[[ RECORDS PROVIDED, beginning ]]

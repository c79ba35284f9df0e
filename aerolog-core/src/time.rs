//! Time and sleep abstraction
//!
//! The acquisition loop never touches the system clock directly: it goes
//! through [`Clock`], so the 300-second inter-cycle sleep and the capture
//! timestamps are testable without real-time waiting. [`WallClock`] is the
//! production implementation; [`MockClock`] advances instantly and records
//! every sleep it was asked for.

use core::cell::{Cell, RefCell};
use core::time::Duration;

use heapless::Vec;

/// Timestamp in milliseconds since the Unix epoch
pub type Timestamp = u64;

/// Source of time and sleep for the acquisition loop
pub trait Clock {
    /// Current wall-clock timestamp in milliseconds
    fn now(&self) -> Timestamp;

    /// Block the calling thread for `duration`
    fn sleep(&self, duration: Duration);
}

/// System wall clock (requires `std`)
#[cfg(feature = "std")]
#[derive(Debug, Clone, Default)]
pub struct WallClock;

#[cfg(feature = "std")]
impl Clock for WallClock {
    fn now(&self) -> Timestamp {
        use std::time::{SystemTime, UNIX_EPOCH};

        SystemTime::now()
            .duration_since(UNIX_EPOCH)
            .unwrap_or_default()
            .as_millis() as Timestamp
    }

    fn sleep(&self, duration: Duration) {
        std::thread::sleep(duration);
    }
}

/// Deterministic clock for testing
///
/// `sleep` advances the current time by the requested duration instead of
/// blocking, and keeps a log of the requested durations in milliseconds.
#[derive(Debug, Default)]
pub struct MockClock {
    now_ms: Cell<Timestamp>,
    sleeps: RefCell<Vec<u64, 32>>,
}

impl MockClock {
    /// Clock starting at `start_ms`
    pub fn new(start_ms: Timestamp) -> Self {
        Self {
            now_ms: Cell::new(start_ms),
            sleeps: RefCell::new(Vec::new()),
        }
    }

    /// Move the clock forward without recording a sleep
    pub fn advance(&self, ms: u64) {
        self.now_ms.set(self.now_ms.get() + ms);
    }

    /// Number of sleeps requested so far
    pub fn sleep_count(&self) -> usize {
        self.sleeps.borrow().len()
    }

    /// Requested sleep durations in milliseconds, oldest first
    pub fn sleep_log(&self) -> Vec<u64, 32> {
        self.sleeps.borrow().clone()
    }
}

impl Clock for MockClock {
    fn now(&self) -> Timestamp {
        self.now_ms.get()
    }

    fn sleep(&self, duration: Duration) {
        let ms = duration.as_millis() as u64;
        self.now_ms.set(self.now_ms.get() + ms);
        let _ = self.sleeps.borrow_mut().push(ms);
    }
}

[[ RECORDS PROVIDED, end ]]
[[ RECORDS PROVIDED, beginning ]]

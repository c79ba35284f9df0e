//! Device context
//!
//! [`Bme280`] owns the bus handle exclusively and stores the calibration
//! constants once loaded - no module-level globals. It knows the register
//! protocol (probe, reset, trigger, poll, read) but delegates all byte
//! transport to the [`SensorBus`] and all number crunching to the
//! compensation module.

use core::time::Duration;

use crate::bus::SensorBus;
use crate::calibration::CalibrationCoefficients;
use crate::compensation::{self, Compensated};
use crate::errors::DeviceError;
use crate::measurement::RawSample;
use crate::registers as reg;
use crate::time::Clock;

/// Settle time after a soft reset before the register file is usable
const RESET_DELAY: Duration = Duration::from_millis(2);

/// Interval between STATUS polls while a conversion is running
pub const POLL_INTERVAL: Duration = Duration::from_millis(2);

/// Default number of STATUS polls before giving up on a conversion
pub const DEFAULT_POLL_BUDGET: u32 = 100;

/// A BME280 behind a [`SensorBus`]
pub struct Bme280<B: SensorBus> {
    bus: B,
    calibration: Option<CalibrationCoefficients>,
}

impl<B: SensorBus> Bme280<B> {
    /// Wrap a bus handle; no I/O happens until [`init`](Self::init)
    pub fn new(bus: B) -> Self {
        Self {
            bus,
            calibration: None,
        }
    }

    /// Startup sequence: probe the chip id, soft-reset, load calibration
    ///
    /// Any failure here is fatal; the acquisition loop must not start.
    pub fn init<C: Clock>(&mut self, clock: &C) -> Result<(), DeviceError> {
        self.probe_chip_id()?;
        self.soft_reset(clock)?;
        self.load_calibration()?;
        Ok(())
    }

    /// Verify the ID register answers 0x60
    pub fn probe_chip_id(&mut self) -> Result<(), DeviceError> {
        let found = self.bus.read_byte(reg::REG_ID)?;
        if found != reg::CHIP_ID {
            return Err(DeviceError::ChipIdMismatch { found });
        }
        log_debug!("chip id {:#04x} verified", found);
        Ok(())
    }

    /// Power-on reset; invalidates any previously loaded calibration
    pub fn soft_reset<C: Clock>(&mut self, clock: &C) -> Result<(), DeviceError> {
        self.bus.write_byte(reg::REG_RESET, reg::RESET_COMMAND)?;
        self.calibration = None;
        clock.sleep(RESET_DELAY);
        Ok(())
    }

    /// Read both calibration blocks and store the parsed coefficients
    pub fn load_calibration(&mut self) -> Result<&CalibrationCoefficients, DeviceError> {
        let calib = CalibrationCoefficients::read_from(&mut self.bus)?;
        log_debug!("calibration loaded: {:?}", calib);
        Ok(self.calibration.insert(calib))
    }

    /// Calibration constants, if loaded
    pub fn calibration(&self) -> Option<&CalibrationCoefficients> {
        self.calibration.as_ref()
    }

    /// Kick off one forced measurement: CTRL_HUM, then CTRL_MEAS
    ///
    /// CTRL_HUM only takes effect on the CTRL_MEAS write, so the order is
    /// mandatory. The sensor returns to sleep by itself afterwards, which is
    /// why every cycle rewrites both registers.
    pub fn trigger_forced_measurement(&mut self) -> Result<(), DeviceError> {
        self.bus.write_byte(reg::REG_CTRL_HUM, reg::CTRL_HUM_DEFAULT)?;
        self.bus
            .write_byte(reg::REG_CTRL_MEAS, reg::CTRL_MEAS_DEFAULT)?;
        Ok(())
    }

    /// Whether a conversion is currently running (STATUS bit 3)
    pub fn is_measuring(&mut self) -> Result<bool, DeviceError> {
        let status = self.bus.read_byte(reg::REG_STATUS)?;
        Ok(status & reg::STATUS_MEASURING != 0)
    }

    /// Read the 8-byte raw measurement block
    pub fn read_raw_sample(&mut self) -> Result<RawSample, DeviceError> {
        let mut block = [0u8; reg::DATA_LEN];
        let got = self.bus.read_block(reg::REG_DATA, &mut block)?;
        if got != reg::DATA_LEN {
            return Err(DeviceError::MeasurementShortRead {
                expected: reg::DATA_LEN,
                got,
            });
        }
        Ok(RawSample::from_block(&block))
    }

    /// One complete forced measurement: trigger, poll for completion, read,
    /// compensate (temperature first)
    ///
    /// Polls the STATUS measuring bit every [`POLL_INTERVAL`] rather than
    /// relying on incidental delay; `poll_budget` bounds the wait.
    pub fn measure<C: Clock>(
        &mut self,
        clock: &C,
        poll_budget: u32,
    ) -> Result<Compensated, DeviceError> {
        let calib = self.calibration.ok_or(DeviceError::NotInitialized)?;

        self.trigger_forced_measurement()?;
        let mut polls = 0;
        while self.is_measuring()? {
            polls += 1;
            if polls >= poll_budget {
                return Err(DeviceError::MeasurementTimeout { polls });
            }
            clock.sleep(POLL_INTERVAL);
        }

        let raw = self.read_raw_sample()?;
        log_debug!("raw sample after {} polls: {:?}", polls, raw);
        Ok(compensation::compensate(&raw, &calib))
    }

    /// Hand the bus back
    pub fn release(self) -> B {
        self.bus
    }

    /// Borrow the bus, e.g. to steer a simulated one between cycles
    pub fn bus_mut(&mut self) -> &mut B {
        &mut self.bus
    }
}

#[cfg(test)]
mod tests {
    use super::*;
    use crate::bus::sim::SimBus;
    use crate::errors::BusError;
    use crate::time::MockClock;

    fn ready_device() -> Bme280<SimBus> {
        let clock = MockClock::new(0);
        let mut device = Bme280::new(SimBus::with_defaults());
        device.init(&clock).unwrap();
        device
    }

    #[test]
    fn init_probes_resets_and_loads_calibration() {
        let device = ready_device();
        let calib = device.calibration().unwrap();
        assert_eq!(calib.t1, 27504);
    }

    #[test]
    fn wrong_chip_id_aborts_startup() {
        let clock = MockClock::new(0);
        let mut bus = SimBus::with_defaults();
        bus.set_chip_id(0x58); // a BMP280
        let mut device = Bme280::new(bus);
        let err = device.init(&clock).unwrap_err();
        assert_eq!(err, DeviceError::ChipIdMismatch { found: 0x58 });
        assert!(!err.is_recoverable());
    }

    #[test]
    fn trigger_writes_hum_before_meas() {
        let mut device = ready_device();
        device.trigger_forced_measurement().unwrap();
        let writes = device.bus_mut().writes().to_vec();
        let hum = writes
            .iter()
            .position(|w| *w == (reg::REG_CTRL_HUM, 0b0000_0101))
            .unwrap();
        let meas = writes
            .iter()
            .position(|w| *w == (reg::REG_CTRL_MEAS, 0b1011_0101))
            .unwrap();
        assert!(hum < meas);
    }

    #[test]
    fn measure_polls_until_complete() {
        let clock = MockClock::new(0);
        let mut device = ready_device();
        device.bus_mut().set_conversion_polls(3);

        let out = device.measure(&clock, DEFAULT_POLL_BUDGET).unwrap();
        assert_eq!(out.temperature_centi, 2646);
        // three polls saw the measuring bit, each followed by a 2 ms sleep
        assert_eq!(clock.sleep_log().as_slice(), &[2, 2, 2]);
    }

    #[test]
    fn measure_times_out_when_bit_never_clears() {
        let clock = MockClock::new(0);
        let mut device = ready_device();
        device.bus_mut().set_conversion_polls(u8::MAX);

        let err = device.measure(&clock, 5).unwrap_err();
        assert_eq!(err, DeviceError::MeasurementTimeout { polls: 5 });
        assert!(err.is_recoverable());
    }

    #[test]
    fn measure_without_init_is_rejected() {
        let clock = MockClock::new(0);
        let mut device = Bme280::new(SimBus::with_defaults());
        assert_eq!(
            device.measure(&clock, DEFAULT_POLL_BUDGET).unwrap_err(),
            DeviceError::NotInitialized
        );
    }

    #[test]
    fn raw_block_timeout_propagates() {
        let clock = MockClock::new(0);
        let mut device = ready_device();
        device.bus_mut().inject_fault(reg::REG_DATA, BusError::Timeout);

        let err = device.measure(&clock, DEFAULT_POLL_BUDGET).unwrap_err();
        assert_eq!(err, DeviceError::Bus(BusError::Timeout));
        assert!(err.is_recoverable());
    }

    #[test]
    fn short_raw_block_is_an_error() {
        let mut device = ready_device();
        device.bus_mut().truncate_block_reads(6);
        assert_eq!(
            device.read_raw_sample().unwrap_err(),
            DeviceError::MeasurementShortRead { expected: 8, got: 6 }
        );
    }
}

[[ RECORDS PROVIDED, end ]]
[[ RECORDS PROVIDED, beginning ]]

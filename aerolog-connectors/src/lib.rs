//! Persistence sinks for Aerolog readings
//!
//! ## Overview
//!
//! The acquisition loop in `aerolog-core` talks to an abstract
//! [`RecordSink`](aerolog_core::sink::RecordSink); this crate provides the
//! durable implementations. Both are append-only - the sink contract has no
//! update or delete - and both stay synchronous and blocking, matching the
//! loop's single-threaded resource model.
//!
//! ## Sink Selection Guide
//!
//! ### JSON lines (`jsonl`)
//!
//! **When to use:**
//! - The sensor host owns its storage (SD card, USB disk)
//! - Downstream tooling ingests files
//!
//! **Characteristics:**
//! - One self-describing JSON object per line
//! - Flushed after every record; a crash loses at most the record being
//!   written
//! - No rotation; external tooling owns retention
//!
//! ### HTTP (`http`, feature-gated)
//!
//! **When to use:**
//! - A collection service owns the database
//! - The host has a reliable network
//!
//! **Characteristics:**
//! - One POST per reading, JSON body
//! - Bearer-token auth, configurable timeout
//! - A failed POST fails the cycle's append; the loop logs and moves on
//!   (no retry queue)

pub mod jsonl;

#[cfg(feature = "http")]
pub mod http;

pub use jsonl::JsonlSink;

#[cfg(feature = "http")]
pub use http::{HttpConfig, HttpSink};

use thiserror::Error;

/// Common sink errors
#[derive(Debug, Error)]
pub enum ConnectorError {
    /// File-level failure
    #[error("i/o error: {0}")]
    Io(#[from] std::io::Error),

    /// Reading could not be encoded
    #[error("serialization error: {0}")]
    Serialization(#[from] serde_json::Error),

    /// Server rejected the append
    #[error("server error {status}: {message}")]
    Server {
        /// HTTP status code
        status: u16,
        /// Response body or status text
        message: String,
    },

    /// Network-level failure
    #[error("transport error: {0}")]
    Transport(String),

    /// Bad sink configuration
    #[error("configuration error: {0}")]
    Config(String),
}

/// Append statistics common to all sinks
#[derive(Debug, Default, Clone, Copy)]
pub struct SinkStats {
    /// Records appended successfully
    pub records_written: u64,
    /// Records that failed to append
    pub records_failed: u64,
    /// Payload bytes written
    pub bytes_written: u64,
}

[[ RECORDS PROVIDED, end ]]

* [TASK STATEMENT] Where a line of the entries contains the word "struct", copy that line.

* [SOLVED EXERCISE]
pub struct WallClock;
pub struct MockClock {
pub struct Bme280<B: SensorBus> {
pub struct SinkStats {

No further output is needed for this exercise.